OpenFn/apollo

Develop AI Chat panel for Lightning

josephjclark opened this issue · 1 comments

This is a high level project proposal for the gen-ai / apollo server. You should contact @josephjclark before getting started.

Overview

This is a proposal for some kind of high-level chat-based AI. Users should be able type into a text box which gets sent to an LLM which returns a response.

The idea is basically to train/finetune a model which knows about openfn. Instead of people going to chatGPT and asking "what is openfn" or "how do I use the dhis2 adaptor", I want them to come to our model. We should have confidence that it will give better quality answers to stuff relating to openfn (bonus points if it refuses to answer questions unrelated to openfn).

It's not so much a chatbot, it's more like chatGPT but specialised.

Our initial target is to get an off-the-shelf model integrated into Lightning (our web-based workflow automation app, aka our frontend) without worrying too much about the quality and content of the returned chat. A little prompt engineering should be enough to get us started.

Details

The solution requires something like a chat.py module adding to the server.

Chat should take a question from a user, wrap it up in a prompt, and call the appopriate model.

Ideally it should preserve some context for follow up questions and stuff. I don't know how ChatGPT does this.

Users should include their own API key. Documentation should tell users how to get one.

If the model is successful we'll one day build a frontend to it and host it somewhere. But for now the spec is to create an interface through REST or the CLI.

Lightning integration

On the lightning side, we need to display the whole chat in a side panel (as one of the Output tabs). It should be quite minimal.

But this issue is just to cover the backend chat service.

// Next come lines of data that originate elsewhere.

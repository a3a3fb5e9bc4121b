//! Compute all three bolometric light curves for the bundled demo catalog.
//!
//! Run with `cargo run --example lightcurve`. Set `RUST_LOG=debug` to see
//! per-epoch pipeline decisions.

use bolcurve::{LightCurvePoint, Supernova};

fn print_lightcurve(title: &str, lightcurve: &[LightCurvePoint]) {
    println!("{title}");
    println!(
        "{:>12} {:>9} {:>6} {:>12} {:>11}",
        "JD", "phase", "±", "L (erg/s)", "±"
    );
    for point in lightcurve {
        println!(
            "{:>12.2} {:>9.2} {:>6.2} {:>12.4e} {:>11.2e}",
            point.jd, point.phase, point.phase_err, point.luminosity, point.luminosity_err
        );
    }
    println!();
}

fn main() -> Result<(), Box<dyn std::error::Error>> {
    env_logger::init();

    let mut sn = Supernova::new("sn2004et", "src/store/test_data/demo_catalog.json");

    let quasi = sn.compute_quasi_bolometric()?;
    print_lightcurve("Quasi-bolometric (observed wavelengths only)", &quasi);

    let direct = sn.compute_direct_bolometric()?;
    print_lightcurve("Direct integration with UV/IR corrections", &direct);

    let color = sn.compute_color_bolometric("B", "V")?;
    print_lightcurve("Bolometric correction from B-V", &color);

    Ok(())
}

The server needs to support the following payload:

{ 
  content: the user's question or input
  history: [ { role, content }], the chat history so far
  context: {
    expression: the job expression
    adaptor: the adaptor name and version
    input: the input data going into the job
    output: the output from the last run
    log: the log from the last run
  }
}

Almost every property is optional - the prompt needs to be robust enough to add context if available, but not freak out if its not there

it will return this:

{
  response: the response from gpt (ie, the last message, the answer to the question)
  history: the chat history so far (needed for the next input)
}

I would like the history to EXCLUDE the prompt added by the service, to just be the raw inputs and outputs, and we only build the prompt into the next question. I don;t know if that'll work. We'll chew up millions of tokens if we have to duplicate all the input stuff across every message in chat history.